DATA FOR ANALYSIS:
----

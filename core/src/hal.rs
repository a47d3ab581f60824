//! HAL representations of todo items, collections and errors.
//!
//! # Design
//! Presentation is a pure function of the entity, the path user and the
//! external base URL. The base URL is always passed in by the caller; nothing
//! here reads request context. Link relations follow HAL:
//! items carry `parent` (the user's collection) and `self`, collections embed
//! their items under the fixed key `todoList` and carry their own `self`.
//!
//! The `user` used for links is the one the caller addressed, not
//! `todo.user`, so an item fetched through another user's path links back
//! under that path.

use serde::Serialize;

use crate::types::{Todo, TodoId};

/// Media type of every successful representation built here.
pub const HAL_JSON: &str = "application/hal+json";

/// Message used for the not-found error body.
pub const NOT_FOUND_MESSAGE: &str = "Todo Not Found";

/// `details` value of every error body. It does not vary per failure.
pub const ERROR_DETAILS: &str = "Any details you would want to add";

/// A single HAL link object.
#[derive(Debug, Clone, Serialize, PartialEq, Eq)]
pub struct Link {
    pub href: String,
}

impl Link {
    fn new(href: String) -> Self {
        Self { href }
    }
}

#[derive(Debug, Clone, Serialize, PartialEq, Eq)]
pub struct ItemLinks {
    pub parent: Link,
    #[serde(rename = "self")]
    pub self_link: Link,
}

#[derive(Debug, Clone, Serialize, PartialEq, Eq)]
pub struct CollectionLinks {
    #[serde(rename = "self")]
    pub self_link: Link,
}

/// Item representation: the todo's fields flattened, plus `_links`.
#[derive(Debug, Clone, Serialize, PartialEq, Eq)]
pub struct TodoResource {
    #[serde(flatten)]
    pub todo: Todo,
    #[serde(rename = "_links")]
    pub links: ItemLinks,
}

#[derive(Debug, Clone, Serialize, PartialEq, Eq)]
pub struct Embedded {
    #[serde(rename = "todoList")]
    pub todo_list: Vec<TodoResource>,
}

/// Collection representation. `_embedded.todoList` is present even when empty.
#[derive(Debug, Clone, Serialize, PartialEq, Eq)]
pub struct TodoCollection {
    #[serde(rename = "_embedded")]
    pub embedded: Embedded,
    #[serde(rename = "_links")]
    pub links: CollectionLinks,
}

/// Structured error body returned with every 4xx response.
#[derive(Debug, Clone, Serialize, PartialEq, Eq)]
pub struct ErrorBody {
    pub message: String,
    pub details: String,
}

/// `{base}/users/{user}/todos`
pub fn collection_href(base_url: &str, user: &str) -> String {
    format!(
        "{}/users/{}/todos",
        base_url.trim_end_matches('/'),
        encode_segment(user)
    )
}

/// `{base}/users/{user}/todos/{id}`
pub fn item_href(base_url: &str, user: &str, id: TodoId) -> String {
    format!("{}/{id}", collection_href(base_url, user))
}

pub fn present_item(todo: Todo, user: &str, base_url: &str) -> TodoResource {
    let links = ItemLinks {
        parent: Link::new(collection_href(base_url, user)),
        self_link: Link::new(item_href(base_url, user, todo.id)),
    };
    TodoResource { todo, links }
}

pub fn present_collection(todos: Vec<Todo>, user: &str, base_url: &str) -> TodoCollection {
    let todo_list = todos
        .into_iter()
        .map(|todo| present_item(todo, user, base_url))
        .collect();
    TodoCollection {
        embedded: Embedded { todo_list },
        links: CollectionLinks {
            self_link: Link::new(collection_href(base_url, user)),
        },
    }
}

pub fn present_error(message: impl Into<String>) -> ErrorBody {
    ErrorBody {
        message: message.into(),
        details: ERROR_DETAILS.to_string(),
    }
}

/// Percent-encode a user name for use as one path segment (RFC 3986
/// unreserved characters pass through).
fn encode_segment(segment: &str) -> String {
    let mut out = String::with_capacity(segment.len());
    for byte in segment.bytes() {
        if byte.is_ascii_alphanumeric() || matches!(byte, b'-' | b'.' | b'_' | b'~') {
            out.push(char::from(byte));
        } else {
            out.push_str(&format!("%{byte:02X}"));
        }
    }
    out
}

----

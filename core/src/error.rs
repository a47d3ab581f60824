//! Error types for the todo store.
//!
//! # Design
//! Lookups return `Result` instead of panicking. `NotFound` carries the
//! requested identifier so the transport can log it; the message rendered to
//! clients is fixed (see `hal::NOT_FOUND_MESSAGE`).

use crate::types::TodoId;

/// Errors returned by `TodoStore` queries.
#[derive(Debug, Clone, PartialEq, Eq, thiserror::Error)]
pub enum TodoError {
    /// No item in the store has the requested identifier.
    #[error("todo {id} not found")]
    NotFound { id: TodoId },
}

----

EXERCISE AIM:
In the lines above, locate the string "core". Copy every line where it occurs.

ANSWER SPACE:
filename core/src/hal.rs
filename core/src/error.rs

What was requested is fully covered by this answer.